Aim of the task
Which lines of the records below contain the word "Codes"? Report each of them in full.
-- Recorded information follows --
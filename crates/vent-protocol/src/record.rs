//! Parameter Records and Decoding
//!
//! A data frame body looks like
//!
//! ```text
//! record type | header ... | VT | grp id value | VT | grp id value | ...
//! ```
//!
//! where each parameter chunk is a group ID byte, a parameter ID byte and
//! an ASCII value. Parameter ID 0xFF marks the end of a group.

use crate::command::CMD_ACTIVATE_MIXED_MODE;
use crate::control::VT;
use crate::error::DecodeError;
use crate::frame::RawFrame;
use crate::validity::ValidityRanges;
use chrono::{DateTime, Utc};
use serde::{Deserialize, Serialize};
use std::collections::{BTreeMap, BTreeSet};
use std::fmt;

/// Parameter ID that terminates a group
const GROUP_END: u8 = 0xFF;

const GROUP_MONITORED: u8 = 0x50;
const GROUP_CONTROL: u8 = 0x70;

/// Ventilator parameters the bridge understands.
///
/// Ordering of the variants is the ordering of observations in outgoing
/// messages.
#[derive(Debug, Clone, Copy, PartialEq, Eq, PartialOrd, Ord, Hash, Serialize, Deserialize)]
pub enum ParameterCode {
    /// Breath counter (0x50/0x20)
    BreathNumber,
    /// Peak airway pressure (0x50/0x21)
    PeakPressure,
    /// Plateau pressure (0x50/0x22)
    PlateauPressure,
    /// Mean airway pressure (0x50/0x23)
    MeanPressure,
    /// PEEP/CPAP (0x50/0x24)
    Peep,
    /// Minimum airway pressure (0x50/0x25)
    MinPressure,
    /// Expired tidal volume (0x50/0x2C)
    TidalVolume,
    /// Expired minute volume (0x50/0x2E)
    MinuteVolume,
    /// Total respiratory rate (0x50/0x30)
    RespRate,
    /// I:E ratio (0x50/0x34)
    IeRatio,
    /// Static compliance (0x50/0x37)
    Compliance,
    /// Oxygen concentration (0x50/0x3E)
    FiO2,
    /// Pulse rate (0x50/0x4E)
    Pulse,
    /// Oxygen saturation (0x50/0x4F)
    SpO2,
    /// Ventilation mode name (0x70/0x22)
    VentilationMode,
    /// Anything else; kept for forward compatibility, never mapped
    Unknown { group: u8, id: u8 },
}

impl ParameterCode {
    /// Map a (group, parameter) pair from the wire to a code
    pub fn from_wire(group: u8, id: u8) -> Self {
        match (group, id) {
            (GROUP_MONITORED, 0x20) => ParameterCode::BreathNumber,
            (GROUP_MONITORED, 0x21) => ParameterCode::PeakPressure,
            (GROUP_MONITORED, 0x22) => ParameterCode::PlateauPressure,
            (GROUP_MONITORED, 0x23) => ParameterCode::MeanPressure,
            (GROUP_MONITORED, 0x24) => ParameterCode::Peep,
            (GROUP_MONITORED, 0x25) => ParameterCode::MinPressure,
            (GROUP_MONITORED, 0x2C) => ParameterCode::TidalVolume,
            (GROUP_MONITORED, 0x2E) => ParameterCode::MinuteVolume,
            (GROUP_MONITORED, 0x30) => ParameterCode::RespRate,
            (GROUP_MONITORED, 0x34) => ParameterCode::IeRatio,
            (GROUP_MONITORED, 0x37) => ParameterCode::Compliance,
            (GROUP_MONITORED, 0x3E) => ParameterCode::FiO2,
            (GROUP_MONITORED, 0x4E) => ParameterCode::Pulse,
            (GROUP_MONITORED, 0x4F) => ParameterCode::SpO2,
            (GROUP_CONTROL, 0x22) => ParameterCode::VentilationMode,
            (group, id) => ParameterCode::Unknown { group, id },
        }
    }

    /// Whether the device sends this parameter as a number
    pub fn is_numeric(&self) -> bool {
        !matches!(
            self,
            ParameterCode::IeRatio | ParameterCode::VentilationMode | ParameterCode::Unknown { .. }
        )
    }

    /// Name as shown on the ventilator display
    pub fn device_name(&self) -> &'static str {
        match self {
            ParameterCode::BreathNumber => "Breath Number",
            ParameterCode::PeakPressure => "P max",
            ParameterCode::PlateauPressure => "P Plateau",
            ParameterCode::MeanPressure => "P mean",
            ParameterCode::Peep => "PEEP/CPAP",
            ParameterCode::MinPressure => "P min",
            ParameterCode::TidalVolume => "Exp. Volume",
            ParameterCode::MinuteVolume => "Vexp/min",
            ParameterCode::RespRate => "f total",
            ParameterCode::IeRatio => "I:E ratio",
            ParameterCode::Compliance => "Compliance",
            ParameterCode::FiO2 => "Oxygen",
            ParameterCode::Pulse => "Pulse",
            ParameterCode::SpO2 => "SpO2",
            ParameterCode::VentilationMode => "Mode Name",
            ParameterCode::Unknown { .. } => "Unknown",
        }
    }
}

/// A decoded parameter value
#[derive(Debug, Clone, PartialEq, Serialize, Deserialize)]
pub enum ParameterValue {
    Numeric(f64),
    Text(String),
}

impl ParameterValue {
    /// Numeric value, if this is one
    pub fn as_f64(&self) -> Option<f64> {
        match self {
            ParameterValue::Numeric(v) => Some(*v),
            ParameterValue::Text(_) => None,
        }
    }
}

impl fmt::Display for ParameterValue {
    fn fmt(&self, f: &mut fmt::Formatter<'_>) -> fmt::Result {
        match self {
            ParameterValue::Numeric(v) => write!(f, "{}", v),
            ParameterValue::Text(s) => f.write_str(s),
        }
    }
}

/// Record types carried in the first body byte
#[derive(Debug, Clone, Copy, PartialEq, Eq, Serialize, Deserialize)]
pub enum RecordType {
    /// Response to "Activate Mixed Mode": grouped parameter values
    MixedMode,
}

impl RecordType {
    pub fn from_byte(byte: u8) -> Option<Self> {
        match byte {
            CMD_ACTIVATE_MIXED_MODE => Some(RecordType::MixedMode),
            _ => None,
        }
    }
}

/// Timestamped set of parameter values decoded from one frame
#[derive(Debug, Clone, PartialEq, Serialize, Deserialize)]
pub struct ParameterSnapshot {
    /// When the frame carrying these values was received
    pub captured_at: DateTime<Utc>,
    pub record_type: RecordType,
    values: BTreeMap<ParameterCode, ParameterValue>,
    /// Codes whose value failed parsing or range checks
    invalid: BTreeSet<ParameterCode>,
}

impl ParameterSnapshot {
    /// Create an empty snapshot
    pub fn new(captured_at: DateTime<Utc>, record_type: RecordType) -> Self {
        Self {
            captured_at,
            record_type,
            values: BTreeMap::new(),
            invalid: BTreeSet::new(),
        }
    }

    /// Set a value, clearing any previous invalid flag for the code
    pub fn insert(&mut self, code: ParameterCode, value: ParameterValue) {
        self.invalid.remove(&code);
        self.values.insert(code, value);
    }

    /// Set a value and mark it invalid
    pub fn insert_invalid(&mut self, code: ParameterCode, value: ParameterValue) {
        self.values.insert(code, value);
        self.invalid.insert(code);
    }

    pub fn get(&self, code: ParameterCode) -> Option<&ParameterValue> {
        self.values.get(&code)
    }

    /// True when the code is present and not flagged
    pub fn is_valid(&self, code: ParameterCode) -> bool {
        self.values.contains_key(&code) && !self.invalid.contains(&code)
    }

    /// All values in parameter-code order
    pub fn values(&self) -> impl Iterator<Item = (&ParameterCode, &ParameterValue)> {
        self.values.iter()
    }

    /// Codes flagged invalid
    pub fn invalid(&self) -> impl Iterator<Item = &ParameterCode> {
        self.invalid.iter()
    }

    pub fn len(&self) -> usize {
        self.values.len()
    }

    pub fn is_empty(&self) -> bool {
        self.values.is_empty()
    }

    /// Overlay a newer snapshot onto this one (values and flags from `newer` win)
    pub fn merge(&mut self, newer: &ParameterSnapshot) {
        for (code, value) in &newer.values {
            if newer.invalid.contains(code) {
                self.insert_invalid(*code, value.clone());
            } else {
                self.insert(*code, value.clone());
            }
        }
        if newer.captured_at > self.captured_at {
            self.captured_at = newer.captured_at;
        }
    }
}

/// Decode a frame using the default validity ranges
pub fn decode(frame: &RawFrame) -> Result<ParameterSnapshot, DecodeError> {
    decode_with(frame, &ValidityRanges::default())
}

/// Decode a frame into a parameter snapshot.
///
/// Pure: the same frame and ranges always give the same snapshot.
pub fn decode_with(
    frame: &RawFrame,
    ranges: &ValidityRanges,
) -> Result<ParameterSnapshot, DecodeError> {
    let body = frame.body();
    let (&record_byte, rest) = body.split_first().ok_or(DecodeError::EmptyBody)?;
    let record_type =
        RecordType::from_byte(record_byte).ok_or(DecodeError::UnsupportedRecordType(record_byte))?;

    let vt_pos = rest
        .iter()
        .position(|&b| b == VT)
        .ok_or(DecodeError::MissingParameterBlock)?;

    let mut snapshot = ParameterSnapshot::new(frame.received_at(), record_type);
    // Offsets are relative to the body for error reporting
    let mut offset = 1 + vt_pos + 1;

    for chunk in rest[vt_pos + 1..].split(|&b| b == VT) {
        let chunk_offset = offset;
        offset += chunk.len() + 1;

        if chunk.is_empty() {
            continue;
        }
        if chunk.len() < 2 {
            return Err(DecodeError::MalformedParameter {
                offset: chunk_offset,
            });
        }

        let (group, id) = (chunk[0], chunk[1]);
        if id == GROUP_END {
            continue;
        }

        let text: String = chunk[2..]
            .iter()
            .filter(|b| b.is_ascii())
            .map(|&b| b as char)
            .collect();
        let text = text.trim();
        // Blank means the device has no value right now
        if text.is_empty() {
            continue;
        }

        decode_value(&mut snapshot, ParameterCode::from_wire(group, id), text, ranges);
    }

    Ok(snapshot)
}

fn decode_value(
    snapshot: &mut ParameterSnapshot,
    code: ParameterCode,
    text: &str,
    ranges: &ValidityRanges,
) {
    let parsed = text.parse::<f64>().ok().filter(|v| v.is_finite());

    match (code, parsed) {
        (ParameterCode::Unknown { .. }, Some(value)) => {
            snapshot.insert(code, ParameterValue::Numeric(value));
        }
        _ if !code.is_numeric() => {
            snapshot.insert(code, ParameterValue::Text(text.to_string()));
        }
        (_, Some(value)) if ranges.contains(code, value) => {
            snapshot.insert(code, ParameterValue::Numeric(value));
        }
        (_, Some(value)) => {
            snapshot.insert_invalid(code, ParameterValue::Numeric(value));
        }
        (_, None) => {
            snapshot.insert_invalid(code, ParameterValue::Text(text.to_string()));
        }
    }
}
-- Recorded information concluded --
Written solution
    /// Codes whose value failed parsing or range checks
    /// Codes flagged invalid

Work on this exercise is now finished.